Black Hand, or Crna Ruka (Црна Рука), officially Ujedinjenje ili Smrt (Ујединјеје или Смрт) ("Unification or Death") was a secret association founded in Serbia by pan-Serbian nationalists in May 1911 with the intention of uniting all of the territories containing Serb populations (notably Bosnia and Herzegovina, annexed by Austria-Hungary in October 1908). The society's implication in the June 1914 assassination in Sarajevo of Franz Ferdinand, Archduke of Austria helped spark World War I.
The group encompassed a range of ideological outlooks, from conspiratorially-minded army officers to idealistic youths, sometimes tending towards republicanism despite the acquiescence of nationalistic royal circles in its activities (the movement's leader, Col. Dragutin Dimitrijević or "Apis", had been instrumental in the June 1903 coup which had brought King Petar Karađorđević to the Serbian throne following 45 years of rule by the rival Obrenović dynasty).

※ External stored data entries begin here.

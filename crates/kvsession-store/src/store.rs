//! Session store over a [`KvBackend`].

use std::sync::Arc;

use parking_lot::Mutex;
use tokio::task::JoinHandle;
use tokio_util::sync::CancellationToken;
use tracing::{debug, error, trace};

use crate::backend::KvBackend;
use crate::config::{ConnectionParams, StoreConfig};
use crate::connectivity::{Connectivity, ConnectivityStatus};
use crate::error::{Error, Result};
use crate::liveness::spawn_probe_task;
use crate::redis_backend::RedisBackend;
use crate::session::Session;

/// State shared by all handles of one store.
struct StoreInner<B: KvBackend> {
    backend: Arc<B>,
    connectivity: Arc<Connectivity>,
    config: StoreConfig,
    cancel: CancellationToken,
    probe: Mutex<Option<JoinHandle<()>>>,
}

impl<B: KvBackend> Drop for StoreInner<B> {
    fn drop(&mut self) {
        self.cancel.cancel();
    }
}

/// Session store with cache liveness tracking.
///
/// Handles are cheap to clone and share one backend, one connectivity flag
/// and one liveness task. The task stops on [`SessionStore::shutdown`] or
/// when the last handle is dropped.
///
/// While the flag is down, `create_session`, `login_for` and
/// `session_exists` return a negative result without contacting the cache.
/// `delete_session` is always attempted.
pub struct SessionStore<B: KvBackend = RedisBackend> {
    inner: Arc<StoreInner<B>>,
}

impl SessionStore<RedisBackend> {
    /// Connect to Redis and start tracking its liveness.
    ///
    /// Fails with [`Error::Connect`] if the connection cannot be opened or the
    /// first probe fails.
    pub async fn connect(params: &ConnectionParams, config: StoreConfig) -> Result<Self> {
        let backend = RedisBackend::connect(params).await.map_err(|e| {
            error!(address = %params.address, error = %e, "Failed to open session cache connection");
            Error::Connect(e.to_string())
        })?;
        Self::with_backend(backend, config).await
    }
}

impl<B: KvBackend> SessionStore<B> {
    /// Build a store over an existing backend.
    ///
    /// Probes the backend once; on success the connectivity flag starts up
    /// and the liveness task is spawned on the current tokio runtime.
    pub async fn with_backend(backend: B, config: StoreConfig) -> Result<Self> {
        config.validate()?;

        if let Err(e) = backend.ping().await {
            error!(error = %e, "Session cache liveness probe failed");
            return Err(Error::Connect(e.to_string()));
        }

        let backend = Arc::new(backend);
        let connectivity = Arc::new(Connectivity::connected());
        let cancel = CancellationToken::new();
        let probe = spawn_probe_task(
            Arc::clone(&backend),
            Arc::clone(&connectivity),
            config.probe_interval,
            cancel.clone(),
        );

        debug!(
            probe_interval_ms = config.probe_interval.as_millis() as u64,
            session_ttl_secs = config.session_ttl.as_secs(),
            "Session store ready"
        );

        Ok(Self {
            inner: Arc::new(StoreInner {
                backend,
                connectivity,
                config,
                cancel,
                probe: Mutex::new(Some(probe)),
            }),
        })
    }

    /// Get the store configuration.
    pub fn config(&self) -> &StoreConfig {
        &self.inner.config
    }

    /// Get the underlying backend.
    pub fn backend(&self) -> &B {
        &self.inner.backend
    }

    /// Whether the last liveness probe succeeded.
    pub fn is_connected(&self) -> bool {
        self.inner.connectivity.is_connected()
    }

    /// Current connectivity snapshot.
    pub fn status(&self) -> ConnectivityStatus {
        self.inner.connectivity.status()
    }

    /// Store a session with the configured TTL, then confirm it is readable.
    ///
    /// Returns `Ok(false)` without contacting the cache while it is
    /// unreachable. A failed write is returned as an error; after a
    /// successful write the result is whatever [`Self::session_exists`]
    /// reports.
    pub async fn create_session(&self, session: &Session) -> Result<bool> {
        if !self.cache_available("create_session") {
            return Ok(false);
        }

        let key = self.inner.config.key_for(&session.sid);
        if let Err(e) = self
            .inner
            .backend
            .set_ex(&key, &session.login, self.inner.config.session_ttl)
            .await
        {
            error!(sid = %session.sid, error = %e, "Set request could not be completed");
            return Err(e);
        }

        trace!(sid = %session.sid, "Session written, verifying");
        self.session_exists(&session.sid).await
    }

    /// Look up the login that owns `sid`.
    ///
    /// Returns `Ok(None)` without contacting the cache while it is
    /// unreachable, and [`Error::NotFound`] when the session is absent.
    pub async fn login_for(&self, sid: &str) -> Result<Option<String>> {
        if !self.cache_available("login_for") {
            return Ok(None);
        }

        let key = self.inner.config.key_for(sid);
        match self.inner.backend.get(&key).await {
            Ok(Some(login)) => Ok(Some(login)),
            Ok(None) => {
                error!(sid = %sid, "Cannot find session");
                Err(Error::NotFound(sid.to_string()))
            }
            Err(e) => {
                error!(sid = %sid, error = %e, "Get request could not be completed");
                Err(e)
            }
        }
    }

    /// Check whether `sid` is present in the cache.
    ///
    /// Absence is a normal `Ok(false)`. Returns `Ok(false)` without
    /// contacting the cache while it is unreachable.
    pub async fn session_exists(&self, sid: &str) -> Result<bool> {
        if !self.cache_available("session_exists") {
            return Ok(false);
        }

        let key = self.inner.config.key_for(sid);
        match self.inner.backend.get(&key).await {
            Ok(Some(_)) => Ok(true),
            Ok(None) => {
                error!(sid = %sid, "Session key not found");
                Ok(false)
            }
            Err(e) => {
                error!(sid = %sid, error = %e, "Get request could not be completed");
                Err(e)
            }
        }
    }

    /// Remove `sid` from the cache.
    ///
    /// Attempted regardless of tracked connectivity. Removing an absent
    /// session succeeds.
    pub async fn delete_session(&self, sid: &str) -> Result<bool> {
        let key = self.inner.config.key_for(sid);
        match self.inner.backend.del(&key).await {
            Ok(removed) => {
                debug!(sid = %sid, removed, "Session deleted");
                Ok(true)
            }
            Err(e) => {
                error!(sid = %sid, error = %e, "Delete request could not be completed");
                Err(e)
            }
        }
    }

    /// Stop the liveness task and wait for it to exit.
    ///
    /// The connectivity flag keeps its last value afterwards. Calling this
    /// more than once is harmless.
    pub async fn shutdown(&self) {
        self.inner.cancel.cancel();
        let probe = self.inner.probe.lock().take();
        if let Some(handle) = probe
            && let Err(e) = handle.await
        {
            error!(error = %e, "Liveness probe task failed");
        }
    }

    fn cache_available(&self, operation: &'static str) -> bool {
        let connected = self.inner.connectivity.is_connected();
        if !connected {
            error!(operation, "Session cache connection lost");
        }
        connected
    }
}

impl<B: KvBackend> Clone for SessionStore<B> {
    fn clone(&self) -> Self {
        Self {
            inner: Arc::clone(&self.inner),
        }
    }
}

In May 1917 Dimitrijević was tried on charges of plotting against the royal government, then exiled in Thessaloniki, Greece following Serbia's occupation by Austro-Hungarian, German and Bulgarian forces in late 1915. His subsequent execution signalled the Black Hand's eclipse by the monarchist White Hand, which was to dominate the political outlook of military leaders in the inter-war Yugoslav kingdom.